Compute the number of lines in the following data that include the word "UserAssignment", and output that number alone.

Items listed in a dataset
————

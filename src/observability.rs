use std::net::SocketAddr;

// ── RED metrics (request-driven) ────────────────────────────────

/// Counter: HTTP requests served. Labels: method, route, status.
pub const HTTP_REQUESTS_TOTAL: &str = "deskpool_http_requests_total";

/// Histogram: HTTP request latency in seconds. Labels: method, route.
pub const HTTP_REQUEST_DURATION_SECONDS: &str = "deskpool_http_request_duration_seconds";

/// Counter: requests that hit the deadline.
pub const HTTP_TIMEOUTS_TOTAL: &str = "deskpool_http_timeouts_total";

// ── Reservation outcomes ────────────────────────────────────────

/// Counter: bookings written.
pub const BOOKINGS_CREATED_TOTAL: &str = "deskpool_bookings_created_total";

/// Counter: bookings refused by the oracle. Labels: reason.
pub const BOOKINGS_REJECTED_TOTAL: &str = "deskpool_bookings_rejected_total";

/// Counter: offerings written.
pub const OFFERINGS_CREATED_TOTAL: &str = "deskpool_offerings_created_total";

/// Counter: offerings refused (no covering assignment, overlap). Labels: reason.
pub const OFFERINGS_REJECTED_TOTAL: &str = "deskpool_offerings_rejected_total";

// ── Background tasks ────────────────────────────────────────────

/// Counter: rows hard-deleted by the reaper. Labels: table.
pub const REAPER_ROWS_REMOVED_TOTAL: &str = "deskpool_reaper_rows_removed_total";

/// Counter: reaper ticks that ended in an error.
pub const REAPER_FAILURES_TOTAL: &str = "deskpool_reaper_failures_total";

/// Histogram: WAL group-commit flush duration in seconds.
pub const WAL_FLUSH_DURATION_SECONDS: &str = "deskpool_wal_flush_duration_seconds";

/// Histogram: WAL group-commit batch size (events per flush).
pub const WAL_FLUSH_BATCH_SIZE: &str = "deskpool_wal_flush_batch_size";

/// Install Prometheus metrics exporter on the given port. No-op if port is None.
pub fn init(port: Option<u16>) -> anyhow::Result<()> {
    let Some(port) = port else { return Ok(()) };
    let addr: SocketAddr = ([0, 0, 0, 0], port).into();
    metrics_exporter_prometheus::PrometheusBuilder::new()
        .with_http_listener(addr)
        .install()
        .map_err(|e| anyhow::anyhow!("failed to install Prometheus metrics exporter: {e}"))?;
    tracing::info!("metrics endpoint: http://0.0.0.0:{port}/metrics");
    Ok(())
}

/// Short label for a rejected reservation, used on the `reason` label.
pub fn rejection_label(err: &crate::engine::EngineError) -> &'static str {
    use crate::engine::EngineError;
    match err {
        EngineError::BookingConflict { .. } => "booked",
        EngineError::NotOffered { .. } => "not_offered",
        EngineError::NotAssigned { .. } => "not_assigned",
        EngineError::OfferingOverlap(_) => "offering_overlap",
        _ => "other",
    }
}
use axum::extract::State;
use axum::routing::get;
use axum::{Json, Router};
use chrono::{DateTime, Utc};
use serde::Deserialize;

use crate::model::{Assignment, User, UserAssignment};

use super::reservations::RecordQuery;
use super::{ApiError, ApiResult, AppState, PathId, QueryParams};

pub(super) fn routes() -> Router<AppState> {
    Router::new()
        .route("/users", get(list_users))
        .route("/users/{id}", get(get_user))
        .route("/assignments", get(list_assignments))
        .route("/assignments/users", get(assigned_users))
}

async fn list_users(State(state): State<AppState>) -> ApiResult<Json<Vec<User>>> {
    Ok(Json(state.engine.list_users().await?))
}

async fn get_user(State(state): State<AppState>, PathId(id): PathId) -> ApiResult<Json<User>> {
    Ok(Json(state.engine.get_user(id).await?))
}

async fn list_assignments(
    State(state): State<AppState>,
    QueryParams(query): QueryParams<RecordQuery>,
) -> ApiResult<Json<Vec<Assignment>>> {
    Ok(Json(state.engine.list_assignments(query.filter()?).await?))
}

/// Either an instant (`at`) or a window (`start` + `end`).
#[derive(Debug, Deserialize)]
struct AssignedQuery {
    at: Option<DateTime<Utc>>,
    start: Option<DateTime<Utc>>,
    end: Option<DateTime<Utc>>,
}

async fn assigned_users(
    State(state): State<AppState>,
    QueryParams(query): QueryParams<AssignedQuery>,
) -> ApiResult<Json<Vec<UserAssignment>>> {
    let users = match (query.at, query.start, query.end) {
        (Some(at), None, None) => state.engine.assigned_users_at(at).await?,
        (None, Some(start), Some(end)) => state.engine.assigned_users_in_range(start, end).await?,
        _ => return Err(ApiError::validation("pass either `at` or both `start` and `end`")),
    };
    Ok(Json(users))
}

————

- _OUTPUT FOR THIS TASK_: 2